We are seeking an experienced Data Engineer with a minimum of 7 years of hands-on expertise in Big Data technologies, specifically Hadoop, Python, and Spark. The ideal candidate will play a critical role in designing, building, and maintaining scalable data processing systems that enable advanced analytics and business intelligence across the organization.
Responsibilities
- Design, implement, and optimize large-scale data pipelines using Hadoop, Spark, and related Big Data frameworks.
- Develop robust ETL processes to ingest, transform, and store structured and unstructured data from multiple sources.
- Write efficient, reusable, and well-documented code in Python for data processing and automation tasks.
- Collaborate with data scientists, analysts, and business stakeholders to understand data requirements and deliver actionable solutions.
- Monitor, troubleshoot, and enhance the performance of data systems to ensure reliability and scalability.
- Ensure data quality, integrity, and security throughout the data lifecycle.
- Stay up to date with emerging Big Data technologies and best practices to continuously improve the data platform.
Qualifications
- Bachelor's or Master's degree in Computer Science, Engineering, Information Technology, or a related field.
- Minimum of 7 years of professional experience in data engineering, with a strong focus on Hadoop and Spark ecosystems.

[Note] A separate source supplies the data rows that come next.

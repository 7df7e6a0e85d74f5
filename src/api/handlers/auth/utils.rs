//! Small helpers for auth validation and request metadata.

use axum::http::{HeaderMap, header::AUTHORIZATION};
use regex::Regex;

/// Normalize an email for lookups and audit counting.
pub(super) fn normalize_email(email: &str) -> String {
    email.trim().to_lowercase()
}

/// Basic email format check on already-normalized input.
pub(super) fn valid_email(email_normalized: &str) -> bool {
    Regex::new(r"^[^@\s]+@[^@\s]+\.[^@\s]+$").is_ok_and(|regex| regex.is_match(email_normalized))
}

/// Non-blank value or `None`.
pub(super) fn required(value: Option<&str>) -> Option<&str> {
    value.filter(|value| !value.trim().is_empty())
}

/// Extract a client IP for audit records from common proxy headers.
pub(super) fn extract_client_ip(headers: &HeaderMap) -> Option<String> {
    ["x-forwarded-for", "cf-connecting-ip", "x-real-ip"]
        .iter()
        .find_map(|name| {
            headers
                .get(*name)
                .and_then(|value| value.to_str().ok())
                .and_then(|value| value.split(',').next())
                .map(str::trim)
                .filter(|value| !value.is_empty())
                .map(str::to_string)
        })
}

/// Bearer token from the `Authorization` header.
pub(super) fn extract_bearer_token(headers: &HeaderMap) -> Option<String> {
    let value = headers.get(AUTHORIZATION)?.to_str().ok()?;
    let token = value
        .strip_prefix("Bearer ")
        .or_else(|| value.strip_prefix("bearer "))?
        .trim();
    if token.is_empty() {
        None
    } else {
        Some(token.to_string())
    }
}
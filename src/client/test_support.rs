//! In-memory provider double for client-side tests.

use super::provider::{AuthEvent, ClientIdentity, ClientSession};
use crate::identity::{
    AssuranceLevel, Factor, Identity, ProviderError, Role, SessionTokens, SignedIn,
    TotpEnrollment,
};
use async_trait::async_trait;
use secrecy::SecretString;
use std::sync::{
    Arc, Mutex, MutexGuard,
    atomic::{AtomicBool, Ordering},
};
use tokio::sync::{Semaphore, broadcast};
use url::Url;

struct FakeState {
    session: Option<ClientSession>,
    assurance: Result<AssuranceLevel, ProviderError>,
    assurance_gate: Option<Arc<Semaphore>>,
    factors: Vec<Factor>,
    verified_factor: Option<String>,
    reject_codes: bool,
    fail_sign_out: bool,
    sign_out_calls: usize,
    adopted: usize,
}

pub(crate) struct FakeIdentity {
    state: Mutex<FakeState>,
    events: broadcast::Sender<AuthEvent>,
    assurance_waiting: AtomicBool,
}

pub(crate) fn client_session(id: &str, role: Role) -> ClientSession {
    ClientSession {
        tokens: SessionTokens {
            access_token: format!("access-{id}"),
            refresh_token: format!("refresh-{id}"),
        },
        user: Identity {
            id: id.to_string(),
            email: Some(format!("{id}@example.com")),
            name: None,
            role,
        },
    }
}

impl FakeIdentity {
    fn with_session(session: Option<ClientSession>) -> Self {
        let (events, _) = broadcast::channel(16);
        Self {
            state: Mutex::new(FakeState {
                session,
                assurance: Ok(AssuranceLevel::Aal1),
                assurance_gate: None,
                factors: Vec::new(),
                verified_factor: None,
                reject_codes: false,
                fail_sign_out: false,
                sign_out_calls: 0,
                adopted: 0,
            }),
            events,
            assurance_waiting: AtomicBool::new(false),
        }
    }

    pub(crate) fn signed_in(id: &str, role: Role) -> Self {
        Self::with_session(Some(client_session(id, role)))
    }

    pub(crate) fn signed_out() -> Self {
        Self::with_session(None)
    }

    fn lock(&self) -> MutexGuard<'_, FakeState> {
        self.state
            .lock()
            .unwrap_or_else(std::sync::PoisonError::into_inner)
    }

    fn emit(&self, event: AuthEvent) {
        // No subscriber is fine.
        let _ = self.events.send(event);
    }

    pub(crate) fn session(&self) -> Option<ClientSession> {
        self.lock().session.clone()
    }

    /// Install a session without announcing it.
    pub(crate) fn sign_in_as(&self, id: &str, role: Role) -> ClientSession {
        let session = client_session(id, role);
        self.lock().session = Some(session.clone());
        session
    }

    /// Install a session and announce it.
    pub(crate) fn emit_sign_in(&self, id: &str, role: Role) {
        let session = self.sign_in_as(id, role);
        self.emit(AuthEvent::SignedIn(session));
    }

    pub(crate) fn set_assurance(&self, assurance: Result<AssuranceLevel, ProviderError>) {
        self.lock().assurance = assurance;
    }

    /// Block assurance reads until a permit is added to the returned semaphore.
    pub(crate) fn hold_assurance(&self) -> Arc<Semaphore> {
        let gate = Arc::new(Semaphore::new(0));
        self.lock().assurance_gate = Some(gate.clone());
        gate
    }

    pub(crate) fn assurance_waiting(&self) -> bool {
        self.assurance_waiting.load(Ordering::SeqCst)
    }

    pub(crate) fn add_factor(&self, id: &str, factor_type: &str, status: &str) {
        self.lock().factors.push(Factor {
            id: id.to_string(),
            factor_type: factor_type.to_string(),
            status: status.to_string(),
        });
    }

    pub(crate) fn verified_factor(&self) -> Option<String> {
        self.lock().verified_factor.clone()
    }

    pub(crate) fn reject_codes(&self) {
        self.lock().reject_codes = true;
    }

    pub(crate) fn fail_sign_out(&self) {
        self.lock().fail_sign_out = true;
    }

    pub(crate) fn sign_out_calls(&self) -> usize {
        self.lock().sign_out_calls
    }

    pub(crate) fn adopted(&self) -> usize {
        self.lock().adopted
    }
}

#[async_trait]
impl ClientIdentity for FakeIdentity {
    async fn current_session(&self) -> Result<Option<ClientSession>, ProviderError> {
        Ok(self.session())
    }

    fn subscribe(&self) -> broadcast::Receiver<AuthEvent> {
        self.events.subscribe()
    }

    async fn sign_out(&self) -> Result<(), ProviderError> {
        {
            let mut state = self.lock();
            state.sign_out_calls += 1;
            if state.fail_sign_out {
                return Err(ProviderError::Unavailable("offline".to_string()));
            }
            state.session = None;
        }
        self.emit(AuthEvent::SignedOut);
        Ok(())
    }

    async fn assurance_level(&self) -> Result<AssuranceLevel, ProviderError> {
        let gate = self.lock().assurance_gate.clone();
        if let Some(gate) = gate {
            self.assurance_waiting.store(true, Ordering::SeqCst);
            let _permit = gate.acquire().await;
        }
        self.lock().assurance.clone()
    }

    async fn list_factors(&self) -> Result<Vec<Factor>, ProviderError> {
        Ok(self.lock().factors.clone())
    }

    async fn enroll_totp(&self) -> Result<TotpEnrollment, ProviderError> {
        let mut state = self.lock();
        let factor_id = format!("factor-{}", state.factors.len() + 1);
        state.factors.push(Factor {
            id: factor_id.clone(),
            factor_type: "totp".to_string(),
            status: "unverified".to_string(),
        });
        Ok(TotpEnrollment {
            factor_id,
            qr_code: "data:image/svg+xml;utf-8,<svg/>".to_string(),
            secret: SecretString::from("JBSWY3DPEHPK3PXP"),
            uri: "otpauth://totp/hrms".to_string(),
        })
    }

    async fn challenge(&self, factor_id: &str) -> Result<String, ProviderError> {
        let state = self.lock();
        if state.factors.iter().any(|factor| factor.id == factor_id) {
            Ok(format!("challenge-{factor_id}"))
        } else {
            Err(ProviderError::Rejected("Factor not found".to_string()))
        }
    }

    async fn verify(
        &self,
        factor_id: &str,
        _challenge_id: &str,
        _code: &str,
    ) -> Result<(), ProviderError> {
        let session = {
            let mut state = self.lock();
            if state.reject_codes {
                return Err(ProviderError::Rejected("Invalid TOTP code entered".to_string()));
            }
            state.verified_factor = Some(factor_id.to_string());
            state.assurance = Ok(AssuranceLevel::Aal2);
            for factor in &mut state.factors {
                if factor.id == factor_id {
                    factor.status = "verified".to_string();
                }
            }
            state.session.clone()
        };
        if let Some(session) = session {
            self.emit(AuthEvent::StepUpVerified(session));
        }
        Ok(())
    }

    async fn adopt_session(&self, signed_in: SignedIn) -> Result<(), ProviderError> {
        let session = ClientSession::from(signed_in);
        {
            let mut state = self.lock();
            state.session = Some(session.clone());
            state.adopted += 1;
        }
        self.emit(AuthEvent::SignedIn(session));
        Ok(())
    }

    fn oauth_sign_in_url(&self, provider: &str, redirect_to: &str) -> Result<Url, ProviderError> {
        let mut url = Url::parse("https://id.example.com/auth/v1/authorize")
            .map_err(|err| ProviderError::InvalidResponse(err.to_string()))?;
        url.query_pairs_mut()
            .append_pair("provider", provider)
            .append_pair("redirect_to", redirect_to);
        Ok(url)
    }
}
use super::handlers::{audit_logs, auth, health};
use utoipa::openapi::{
    Components, Contact, InfoBuilder, License, OpenApiBuilder, Tag,
    security::{HttpAuthScheme, HttpBuilder, SecurityScheme},
};
use utoipa_axum::{router::OpenApiRouter, routes};

#[must_use]
pub fn openapi() -> utoipa::openapi::OpenApi {
    // Reuse the same router wiring and only return the generated OpenAPI spec.
    let (_router, openapi) = api_router().split_for_parts();
    openapi
}

/// Build the router that also drives the `OpenAPI` document.
///
/// Add new endpoints here via `.routes(routes!(...))` so they are both served
/// and included in the generated `OpenAPI` document.
pub(crate) fn api_router() -> OpenApiRouter {
    let mut router = OpenApiRouter::with_openapi(cargo_openapi())
        .routes(routes!(health::health))
        .routes(routes!(auth::login::login))
        .routes(routes!(auth::admin::create_user))
        .routes(routes!(audit_logs::audit_logs));

    let mut health_tag = Tag::new("health");
    health_tag.description = Some("Service and audit store status".to_string());

    let mut auth_tag = Tag::new("auth");
    auth_tag.description = Some("Rate-limited password login".to_string());

    let mut admin_tag = Tag::new("admin");
    admin_tag.description = Some("Privileged actions gated by role and step-up".to_string());

    let mut audit_tag = Tag::new("audit");
    audit_tag.description = Some("Audit trail reader".to_string());

    let openapi = router.get_openapi_mut();
    openapi.tags = Some(vec![health_tag, auth_tag, admin_tag, audit_tag]);
    openapi
        .components
        .get_or_insert_with(Components::new)
        .add_security_scheme(
            "bearer",
            SecurityScheme::Http(HttpBuilder::new().scheme(HttpAuthScheme::Bearer).build()),
        );

    router
}

fn cargo_openapi() -> utoipa::openapi::OpenApi {
    // Use Cargo.toml metadata instead of the utoipa-axum crate info defaults.
    let mut info = InfoBuilder::new()
        .title(env!("CARGO_PKG_NAME"))
        .version(env!("CARGO_PKG_VERSION"))
        .description(optional_str(env!("CARGO_PKG_DESCRIPTION")))
        .build();

    info.contact = cargo_contact();
    info.license = cargo_license();

    OpenApiBuilder::new().info(info).build()
}

fn cargo_contact() -> Option<Contact> {
    // Cargo authors are `;` separated and may include "Name <email>".
    let authors = env!("CARGO_PKG_AUTHORS");
    let primary = authors.split(';').next().map(str::trim)?;
    if primary.is_empty() {
        return None;
    }

    let (name, email) = parse_author(primary);
    if name.is_none() && email.is_none() {
        return None;
    }

    let mut contact = Contact::new();
    contact.name = name.map(str::to_string);
    contact.email = email.map(str::to_string);
    Some(contact)
}

fn cargo_license() -> Option<License> {
    let identifier = optional_str(env!("CARGO_PKG_LICENSE"))?;
    let mut license = License::new(identifier);
    license.identifier = Some(identifier.to_string());
    Some(license)
}

fn optional_str(value: &'static str) -> Option<&'static str> {
    let trimmed = value.trim();
    if trimmed.is_empty() {
        None
    } else {
        Some(trimmed)
    }
}

fn parse_author(author: &str) -> (Option<&str>, Option<&str>) {
    if let Some(start) = author.find('<') {
        let name = author[..start].trim();
        let email = author[start + 1..].trim_end_matches('>').trim();
        (non_empty(name), non_empty(email))
    } else {
        (non_empty(author.trim()), None)
    }
}

fn non_empty(value: &str) -> Option<&str> {
    if value.is_empty() { None } else { Some(value) }
}
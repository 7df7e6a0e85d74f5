//! Provider and audit doubles for handler tests.

use crate::audit::{AuditError, AuditFilter, AuditRecord, AuditStore, NewAuditEvent};
use crate::identity::{
    AssuranceLevel, Identity, IdentityProvider, NewAccount, ProviderError, Role, SessionTokens,
    SignedIn,
};
use super::state::{AuthConfig, AuthState};
use crate::clock::ManualClock;
use async_trait::async_trait;
use chrono::{DateTime, Utc};
use secrecy::ExposeSecret;
use std::collections::HashMap;
use std::sync::{Arc, Mutex, MutexGuard};

pub(crate) const TEST_NOW_MS: i64 = 1_700_000_000_000;

pub(crate) fn auth_state(
    provider: Arc<FakeProvider>,
    audit: Arc<dyn AuditStore>,
) -> Arc<AuthState> {
    let now = DateTime::from_timestamp_millis(TEST_NOW_MS).unwrap_or_default();
    Arc::new(AuthState::new(
        AuthConfig::default(),
        provider,
        audit,
        Arc::new(ManualClock::new(now)),
    ))
}

#[derive(Default)]
struct ProviderState {
    tokens: HashMap<String, (Identity, Result<AssuranceLevel, ProviderError>)>,
    passwords: HashMap<String, (String, Identity)>,
    sign_in_calls: usize,
    created: Vec<(String, String, Role)>,
    create_error: Option<ProviderError>,
}

#[derive(Default)]
pub(crate) struct FakeProvider {
    state: Mutex<ProviderState>,
}

impl FakeProvider {
    pub(crate) fn new() -> Self {
        Self::default()
    }

    fn lock(&self) -> MutexGuard<'_, ProviderState> {
        self.state
            .lock()
            .unwrap_or_else(std::sync::PoisonError::into_inner)
    }

    pub(crate) fn add_token(&self, token: &str, id: &str, role: Role, aal: AssuranceLevel) {
        self.add_token_with(token, id, role, Ok(aal));
    }

    pub(crate) fn add_token_with(
        &self,
        token: &str,
        id: &str,
        role: Role,
        aal: Result<AssuranceLevel, ProviderError>,
    ) {
        let identity = Identity {
            id: id.to_string(),
            email: Some(format!("{id}@example.com")),
            name: None,
            role,
        };
        self.lock().tokens.insert(token.to_string(), (identity, aal));
    }

    pub(crate) fn add_user(&self, email: &str, password: &str, role: Role) {
        let identity = Identity {
            id: format!("id-{email}"),
            email: Some(email.to_string()),
            name: None,
            role,
        };
        self.lock()
            .passwords
            .insert(email.to_string(), (password.to_string(), identity));
    }

    pub(crate) fn fail_create(&self, err: ProviderError) {
        self.lock().create_error = Some(err);
    }

    pub(crate) fn sign_in_calls(&self) -> usize {
        self.lock().sign_in_calls
    }

    pub(crate) fn created(&self) -> Vec<(String, String, Role)> {
        self.lock().created.clone()
    }
}

#[async_trait]
impl IdentityProvider for FakeProvider {
    async fn sign_in_with_password(
        &self,
        email: &str,
        password: &str,
    ) -> Result<SignedIn, ProviderError> {
        let mut state = self.lock();
        state.sign_in_calls += 1;
        match state.passwords.get(email) {
            Some((expected, identity)) if expected == password => Ok(SignedIn {
                session: SessionTokens {
                    access_token: format!("access-{}", identity.id),
                    refresh_token: format!("refresh-{}", identity.id),
                },
                user: identity.clone(),
            }),
            _ => Err(ProviderError::InvalidCredentials),
        }
    }

    async fn get_user(&self, access_token: &str) -> Result<Identity, ProviderError> {
        self.lock()
            .tokens
            .get(access_token)
            .map(|(identity, _)| identity.clone())
            .ok_or(ProviderError::Unauthorized)
    }

    async fn assurance_level(&self, access_token: &str) -> Result<AssuranceLevel, ProviderError> {
        self.lock()
            .tokens
            .get(access_token)
            .map(|(_, aal)| aal.clone())
            .unwrap_or(Err(ProviderError::Unauthorized))
    }

    async fn admin_create_account(&self, account: &NewAccount) -> Result<Identity, ProviderError> {
        let mut state = self.lock();
        if let Some(err) = state.create_error.clone() {
            return Err(err);
        }
        state.created.push((
            account.email.clone(),
            account.password.expose_secret().to_string(),
            account.role,
        ));
        Ok(Identity {
            id: format!("new-{}", state.created.len()),
            email: Some(account.email.clone()),
            name: Some(account.name.clone()),
            role: account.role,
        })
    }
}

/// Audit store whose every operation fails.
pub(crate) struct BrokenAuditStore;

#[async_trait]
impl AuditStore for BrokenAuditStore {
    async fn record(&self, _event: NewAuditEvent) -> Result<(), AuditError> {
        Err(AuditError::Unavailable("down".to_string()))
    }

    async fn count_login_failures(
        &self,
        _email: &str,
        _since: DateTime<Utc>,
    ) -> Result<i64, AuditError> {
        Err(AuditError::Unavailable("down".to_string()))
    }

    async fn list(&self, _filter: &AuditFilter) -> Result<Vec<AuditRecord>, AuditError> {
        Err(AuditError::Unavailable("down".to_string()))
    }

    async fn ping(&self) -> Result<(), AuditError> {
        Err(AuditError::Unavailable("down".to_string()))
    }

    fn backend(&self) -> &'static str {
        "broken"
    }
}

/// Reads succeed with zero failures, writes fail.
pub(crate) struct ReadOnlyAuditStore;

#[async_trait]
impl AuditStore for ReadOnlyAuditStore {
    async fn record(&self, _event: NewAuditEvent) -> Result<(), AuditError> {
        Err(AuditError::Unavailable("read-only".to_string()))
    }

    async fn count_login_failures(
        &self,
        _email: &str,
        _since: DateTime<Utc>,
    ) -> Result<i64, AuditError> {
        Ok(0)
    }

    async fn list(&self, _filter: &AuditFilter) -> Result<Vec<AuditRecord>, AuditError> {
        Ok(Vec::new())
    }

    async fn ping(&self) -> Result<(), AuditError> {
        Ok(())
    }

    fn backend(&self) -> &'static str {
        "read-only"
    }
}
//! Route guards.
//!
//! [`RouteTable::decide`] folds the policy snapshot and the requested route into a
//! [`GateState`] and, where the route must not render, a [`Redirect`]. Protected content
//! renders only in [`GateState::Authorized`].

use super::policy::AuthSnapshot;
use crate::identity::Role;
use std::collections::BTreeMap;

pub const LOGIN_ROUTE: &str = "/login";
pub const STEP_UP_ROUTE: &str = "/mfa";
pub const DEFAULT_ROUTE: &str = "/";

#[derive(Debug, Clone, Copy, PartialEq, Eq)]
pub enum GateState {
    /// Initial state until the policy has evaluated the stored session.
    Loading,
    Unauthenticated { session_expired: bool },
    StepUpRequired,
    Authorized(Role),
    Unauthorized(Role),
}

#[derive(Debug, Clone, PartialEq, Eq)]
pub struct Redirect {
    pub to: &'static str,
    /// Route the caller asked for, to return to afterwards.
    pub from: String,
    /// Set when the identity lacks the role for `from`.
    pub unauthorized: bool,
}

#[derive(Debug, Clone, PartialEq, Eq)]
pub struct Decision {
    pub state: GateState,
    pub redirect: Option<Redirect>,
}

impl Decision {
    /// Whether the requested route may render.
    #[must_use]
    pub fn renders(&self) -> bool {
        self.redirect.is_none() && self.state != GateState::Loading
    }
}

#[derive(Debug, Clone, PartialEq, Eq)]
enum Access {
    Public,
    Authenticated,
    Roles(Vec<Role>),
}

static AUTHENTICATED: Access = Access::Authenticated;

#[derive(Debug, Clone)]
pub struct RouteTable {
    routes: BTreeMap<String, Access>,
}

impl Default for RouteTable {
    fn default() -> Self {
        Self::new()
            .public(LOGIN_ROUTE)
            .public(STEP_UP_ROUTE)
            .restricted("/admin/users/new", &[Role::Admin])
            .restricted("/payroll", &[Role::Admin, Role::Hr, Role::Payroll])
            .restricted("/audit-logs", &[Role::Admin, Role::Hr, Role::Security])
            .restricted("/settings", &[Role::Admin, Role::Hr])
    }
}

impl RouteTable {
    /// Empty table: every route needs an authenticated identity and nothing more.
    #[must_use]
    pub fn new() -> Self {
        Self {
            routes: BTreeMap::new(),
        }
    }

    #[must_use]
    pub fn public(mut self, route: &str) -> Self {
        self.routes.insert(route.to_string(), Access::Public);
        self
    }

    #[must_use]
    pub fn restricted(mut self, route: &str, roles: &[Role]) -> Self {
        self.routes
            .insert(route.to_string(), Access::Roles(roles.to_vec()));
        self
    }

    /// Longest registered prefix (on `/` boundaries) wins.
    fn access(&self, path: &str) -> &Access {
        self.routes
            .iter()
            .filter(|(route, _)| {
                path == route.as_str()
                    || path
                        .strip_prefix(route.as_str())
                        .is_some_and(|rest| rest.starts_with('/'))
            })
            .max_by_key(|(route, _)| route.len())
            .map_or(&AUTHENTICATED, |(_, access)| access)
    }

    #[must_use]
    pub fn is_public(&self, path: &str) -> bool {
        matches!(self.access(path), Access::Public)
    }

    /// Roles allowed on `path`, `None` when any authenticated identity is.
    #[must_use]
    pub fn allowed_roles(&self, path: &str) -> Option<&[Role]> {
        match self.access(path) {
            Access::Roles(roles) => Some(roles),
            Access::Public | Access::Authenticated => None,
        }
    }

    #[must_use]
    pub fn decide(&self, snapshot: &AuthSnapshot, path: &str) -> Decision {
        let state = evaluate(snapshot, path, self.allowed_roles(path));
        let redirect = match state {
            GateState::Loading | GateState::Authorized(_) => None,
            GateState::Unauthenticated { .. } if self.is_public(path) => None,
            GateState::Unauthenticated { .. } => Some(Redirect {
                to: LOGIN_ROUTE,
                from: path.to_string(),
                unauthorized: false,
            }),
            GateState::StepUpRequired => Some(Redirect {
                to: STEP_UP_ROUTE,
                from: path.to_string(),
                unauthorized: false,
            }),
            GateState::Unauthorized(_) => Some(Redirect {
                to: DEFAULT_ROUTE,
                from: path.to_string(),
                unauthorized: true,
            }),
        };
        Decision { state, redirect }
    }
}

/// Combined authentication and role gate for one route.
#[must_use]
pub fn evaluate(snapshot: &AuthSnapshot, path: &str, allowed: Option<&[Role]>) -> GateState {
    if snapshot.loading {
        return GateState::Loading;
    }
    let Some(identity) = &snapshot.identity else {
        return GateState::Unauthenticated {
            session_expired: snapshot.session_expired,
        };
    };
    if snapshot.needs_step_up && path != STEP_UP_ROUTE {
        return GateState::StepUpRequired;
    }
    match allowed {
        Some(roles) if !roles.contains(&identity.role) => GateState::Unauthorized(identity.role),
        _ => GateState::Authorized(identity.role),
    }
}
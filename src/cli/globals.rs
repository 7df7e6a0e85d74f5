use secrecy::SecretString;
use std::path::PathBuf;

/// Settings shared by every subcommand.
#[derive(Clone)]
pub struct GlobalArgs {
    pub identity_url: String,
    pub anon_key: SecretString,
    pub api_url: String,
    pub state_file: PathBuf,
}

impl GlobalArgs {
    #[must_use]
    pub fn new(identity_url: String, anon_key: SecretString) -> Self {
        Self {
            identity_url,
            anon_key,
            api_url: "http://localhost:8080".to_string(),
            state_file: PathBuf::from(".hrms-state.json"),
        }
    }

    #[must_use]
    pub fn with_api_url(mut self, api_url: String) -> Self {
        self.api_url = api_url;
        self
    }

    #[must_use]
    pub fn with_state_file(mut self, state_file: PathBuf) -> Self {
        self.state_file = state_file;
        self
    }
}

impl std::fmt::Debug for GlobalArgs {
    fn fmt(&self, f: &mut std::fmt::Formatter<'_>) -> std::fmt::Result {
        f.debug_struct("GlobalArgs")
            .field("identity_url", &self.identity_url)
            .field("anon_key", &"***")
            .field("api_url", &self.api_url)
            .field("state_file", &self.state_file)
            .finish()
    }
}

#[cfg(test)]
mod tests {
    use super::*;
    use secrecy::ExposeSecret;

    #[test]
    fn test_global_args() {
        let args = GlobalArgs::new(
            "https://auth.hrms.dev/auth/v1".to_string(),
            SecretString::from("anon-key"),
        );
        assert_eq!(args.identity_url, "https://auth.hrms.dev/auth/v1");
        assert_eq!(args.anon_key.expose_secret(), "anon-key");
        assert_eq!(args.api_url, "http://localhost:8080");
        assert_eq!(args.state_file, PathBuf::from(".hrms-state.json"));
    }

    #[test]
    fn test_debug_redacts_key() {
        let args = GlobalArgs::new("http://localhost:9999".to_string(), SecretString::from("k3y"))
            .with_state_file(PathBuf::from("/tmp/state.json"));
        let debug = format!("{args:?}");
        assert!(!debug.contains("k3y"));
        assert!(debug.contains("/tmp/state.json"));
    }
}
//! Session-bound identity-provider capabilities consumed by the device side.
//!
//! Unlike [`crate::identity::IdentityProvider`], every call here acts on "the current
//! session" the implementation holds, and state changes are announced on a broadcast
//! channel of [`AuthEvent`]s.

use crate::identity::{
    AssuranceLevel, Factor, Identity, ProviderError, SessionTokens, SignedIn, TotpEnrollment,
};
use async_trait::async_trait;
use tokio::sync::broadcast;
use url::Url;

/// Provider session as seen by the device.
#[derive(Clone, Debug, PartialEq, Eq)]
pub struct ClientSession {
    pub tokens: SessionTokens,
    pub user: Identity,
}

impl From<SignedIn> for ClientSession {
    fn from(signed_in: SignedIn) -> Self {
        Self {
            tokens: signed_in.session,
            user: signed_in.user,
        }
    }
}

#[derive(Clone, Debug, PartialEq, Eq)]
pub enum AuthEvent {
    /// A new sign-in. Opens a fresh session window.
    SignedIn(ClientSession),
    SignedOut,
    /// Same sign-in, new tokens. Never extends the session window.
    TokenRefreshed(ClientSession),
    /// A step-up challenge was answered; the session now carries `aal2`.
    StepUpVerified(ClientSession),
}

impl AuthEvent {
    #[must_use]
    pub fn session(&self) -> Option<&ClientSession> {
        match self {
            Self::SignedIn(session) | Self::TokenRefreshed(session) | Self::StepUpVerified(session) => {
                Some(session)
            }
            Self::SignedOut => None,
        }
    }
}

#[async_trait]
pub trait ClientIdentity: Send + Sync {
    /// The current session, if any.
    async fn current_session(&self) -> Result<Option<ClientSession>, ProviderError>;

    /// Subscribe to auth-state changes.
    fn subscribe(&self) -> broadcast::Receiver<AuthEvent>;

    async fn sign_out(&self) -> Result<(), ProviderError>;

    /// Assurance level of the current session.
    async fn assurance_level(&self) -> Result<AssuranceLevel, ProviderError>;

    async fn list_factors(&self) -> Result<Vec<Factor>, ProviderError>;

    async fn enroll_totp(&self) -> Result<TotpEnrollment, ProviderError>;

    /// Issue a challenge for `factor_id`, returning the challenge id.
    async fn challenge(&self, factor_id: &str) -> Result<String, ProviderError>;

    /// Answer a challenge. Emits [`AuthEvent::StepUpVerified`] on success.
    async fn verify(
        &self,
        factor_id: &str,
        challenge_id: &str,
        code: &str,
    ) -> Result<(), ProviderError>;

    /// Install a session issued elsewhere (e.g. by `POST /login`). Emits
    /// [`AuthEvent::SignedIn`].
    async fn adopt_session(&self, signed_in: SignedIn) -> Result<(), ProviderError>;

    /// URL that starts an OAuth sign-in with `provider`.
    fn oauth_sign_in_url(&self, provider: &str, redirect_to: &str) -> Result<Url, ProviderError>;
}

- Advanced proficiency in Python programming for data manipulation and automation.
- Demonstrated expertise in designing and managing large-scale distributed data systems.
- Hands-on experience with data modeling, ETL development, and data warehousing concepts.
- Proficient in SQL and experience with NoSQL databases is a plus.
- Strong problem-solving skills and the ability to work independently or as part of a team.
- Excellent communication and interpersonal skills.
Preferred Skills
- Experience with cloud-based data platforms (e.g., AWS, Azure, GCP).
- Familiarity with containerization technologies such as Docker and orchestration tools like Kubernetes.
- Knowledge of data governance, data privacy, and data security best practices.
- Exposure to real-time data processing frameworks (e.g., Kafka, Flink) is a plus.